■ What the task asks ■
With both ends included, transcribe exactly the records below from their first line to the line that contains "pages.extend(listing.pages);".

■ Excerpts from a dataset ■
▽

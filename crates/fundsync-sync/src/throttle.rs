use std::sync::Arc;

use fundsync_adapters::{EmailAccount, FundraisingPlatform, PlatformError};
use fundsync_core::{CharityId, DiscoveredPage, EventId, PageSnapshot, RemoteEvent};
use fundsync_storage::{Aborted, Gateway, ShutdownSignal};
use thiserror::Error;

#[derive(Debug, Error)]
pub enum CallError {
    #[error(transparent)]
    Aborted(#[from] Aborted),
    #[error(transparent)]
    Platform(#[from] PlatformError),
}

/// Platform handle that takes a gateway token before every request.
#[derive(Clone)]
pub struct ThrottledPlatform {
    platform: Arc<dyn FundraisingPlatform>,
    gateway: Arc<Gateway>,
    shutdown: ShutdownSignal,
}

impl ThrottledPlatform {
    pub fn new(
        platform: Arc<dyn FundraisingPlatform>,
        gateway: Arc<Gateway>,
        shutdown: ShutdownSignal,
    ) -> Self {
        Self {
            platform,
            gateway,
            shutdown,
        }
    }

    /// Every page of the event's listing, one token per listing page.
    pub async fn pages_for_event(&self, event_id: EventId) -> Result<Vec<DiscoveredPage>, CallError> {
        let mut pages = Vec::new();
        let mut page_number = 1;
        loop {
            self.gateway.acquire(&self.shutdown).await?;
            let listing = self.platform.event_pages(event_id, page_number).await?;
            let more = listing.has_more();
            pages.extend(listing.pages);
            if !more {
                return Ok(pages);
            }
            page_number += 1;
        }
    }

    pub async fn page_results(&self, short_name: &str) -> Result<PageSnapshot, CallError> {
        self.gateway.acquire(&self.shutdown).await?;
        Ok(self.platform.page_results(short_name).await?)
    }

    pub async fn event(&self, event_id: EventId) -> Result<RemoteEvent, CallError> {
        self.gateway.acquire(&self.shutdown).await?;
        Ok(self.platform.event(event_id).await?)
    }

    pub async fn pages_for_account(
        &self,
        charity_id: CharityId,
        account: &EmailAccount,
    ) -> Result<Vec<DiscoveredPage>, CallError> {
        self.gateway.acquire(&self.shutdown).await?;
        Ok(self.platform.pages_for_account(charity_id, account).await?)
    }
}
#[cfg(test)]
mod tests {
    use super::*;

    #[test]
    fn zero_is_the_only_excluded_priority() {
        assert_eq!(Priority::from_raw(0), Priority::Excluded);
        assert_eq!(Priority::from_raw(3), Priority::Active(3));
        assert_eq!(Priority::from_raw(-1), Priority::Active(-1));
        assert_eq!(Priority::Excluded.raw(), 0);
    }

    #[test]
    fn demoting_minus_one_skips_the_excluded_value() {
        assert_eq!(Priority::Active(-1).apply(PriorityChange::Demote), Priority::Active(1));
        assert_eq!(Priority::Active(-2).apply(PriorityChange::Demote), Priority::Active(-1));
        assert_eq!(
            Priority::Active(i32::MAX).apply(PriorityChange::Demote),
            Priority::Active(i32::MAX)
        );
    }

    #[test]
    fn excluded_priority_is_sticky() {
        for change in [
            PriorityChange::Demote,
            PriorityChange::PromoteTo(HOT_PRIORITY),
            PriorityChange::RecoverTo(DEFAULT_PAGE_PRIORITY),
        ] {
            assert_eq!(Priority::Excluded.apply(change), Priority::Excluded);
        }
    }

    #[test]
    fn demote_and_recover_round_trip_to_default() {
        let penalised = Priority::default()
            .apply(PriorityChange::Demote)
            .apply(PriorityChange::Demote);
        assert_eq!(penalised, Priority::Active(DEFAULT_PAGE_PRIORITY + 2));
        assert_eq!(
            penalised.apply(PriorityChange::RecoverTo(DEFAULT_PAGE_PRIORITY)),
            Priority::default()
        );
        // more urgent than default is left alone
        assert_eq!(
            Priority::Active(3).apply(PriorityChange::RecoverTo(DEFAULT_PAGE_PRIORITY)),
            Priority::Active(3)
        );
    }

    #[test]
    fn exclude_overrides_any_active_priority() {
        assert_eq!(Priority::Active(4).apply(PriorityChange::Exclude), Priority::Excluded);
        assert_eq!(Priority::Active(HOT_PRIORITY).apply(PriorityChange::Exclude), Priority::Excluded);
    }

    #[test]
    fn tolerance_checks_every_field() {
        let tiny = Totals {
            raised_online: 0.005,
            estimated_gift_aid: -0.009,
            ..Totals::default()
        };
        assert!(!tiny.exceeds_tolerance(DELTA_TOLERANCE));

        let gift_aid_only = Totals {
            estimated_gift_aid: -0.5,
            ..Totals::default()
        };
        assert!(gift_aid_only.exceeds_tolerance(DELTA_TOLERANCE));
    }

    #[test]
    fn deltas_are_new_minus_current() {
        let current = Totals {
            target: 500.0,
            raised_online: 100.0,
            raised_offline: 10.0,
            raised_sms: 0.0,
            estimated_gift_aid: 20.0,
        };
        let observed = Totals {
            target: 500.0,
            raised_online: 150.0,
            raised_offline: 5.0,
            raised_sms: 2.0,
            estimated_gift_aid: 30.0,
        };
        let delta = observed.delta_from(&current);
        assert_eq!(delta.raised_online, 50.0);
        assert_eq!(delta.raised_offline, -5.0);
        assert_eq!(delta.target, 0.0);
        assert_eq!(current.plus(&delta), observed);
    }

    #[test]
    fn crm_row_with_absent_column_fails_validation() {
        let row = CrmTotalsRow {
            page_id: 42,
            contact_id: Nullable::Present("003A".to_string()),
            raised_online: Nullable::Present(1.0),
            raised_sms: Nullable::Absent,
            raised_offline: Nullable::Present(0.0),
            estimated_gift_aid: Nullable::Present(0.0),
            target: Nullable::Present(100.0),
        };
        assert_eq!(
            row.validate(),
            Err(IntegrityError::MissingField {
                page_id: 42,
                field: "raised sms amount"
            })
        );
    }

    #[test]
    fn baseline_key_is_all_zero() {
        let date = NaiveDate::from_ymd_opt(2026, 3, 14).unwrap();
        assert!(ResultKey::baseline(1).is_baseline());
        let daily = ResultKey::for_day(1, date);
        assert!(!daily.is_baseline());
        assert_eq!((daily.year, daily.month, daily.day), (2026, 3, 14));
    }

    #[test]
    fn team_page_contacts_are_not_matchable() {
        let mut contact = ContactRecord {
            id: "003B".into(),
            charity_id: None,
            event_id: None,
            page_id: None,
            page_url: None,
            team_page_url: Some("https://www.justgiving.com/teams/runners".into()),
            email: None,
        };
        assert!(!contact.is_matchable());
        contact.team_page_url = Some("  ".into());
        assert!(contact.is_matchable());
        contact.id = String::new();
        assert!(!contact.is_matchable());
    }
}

△

■ Your solution ■
filename crates/fundsync-sync/src/throttle.rs
use std::sync::Arc;

use fundsync_adapters::{EmailAccount, FundraisingPlatform, PlatformError};
use fundsync_core::{CharityId, DiscoveredPage, EventId, PageSnapshot, RemoteEvent};
use fundsync_storage::{Aborted, Gateway, ShutdownSignal};
use thiserror::Error;

#[derive(Debug, Error)]
pub enum CallError {
    #[error(transparent)]
    Aborted(#[from] Aborted),
    #[error(transparent)]
    Platform(#[from] PlatformError),
}

/// Platform handle that takes a gateway token before every request.
#[derive(Clone)]
pub struct ThrottledPlatform {
    platform: Arc<dyn FundraisingPlatform>,
    gateway: Arc<Gateway>,
    shutdown: ShutdownSignal,
}

impl ThrottledPlatform {
    pub fn new(
        platform: Arc<dyn FundraisingPlatform>,
        gateway: Arc<Gateway>,
        shutdown: ShutdownSignal,
    ) -> Self {
        Self {
            platform,
            gateway,
            shutdown,
        }
    }

    /// Every page of the event's listing, one token per listing page.
    pub async fn pages_for_event(&self, event_id: EventId) -> Result<Vec<DiscoveredPage>, CallError> {
        let mut pages = Vec::new();
        let mut page_number = 1;
        loop {
            self.gateway.acquire(&self.shutdown).await?;
            let listing = self.platform.event_pages(event_id, page_number).await?;
            let more = listing.has_more();
            pages.extend(listing.pages);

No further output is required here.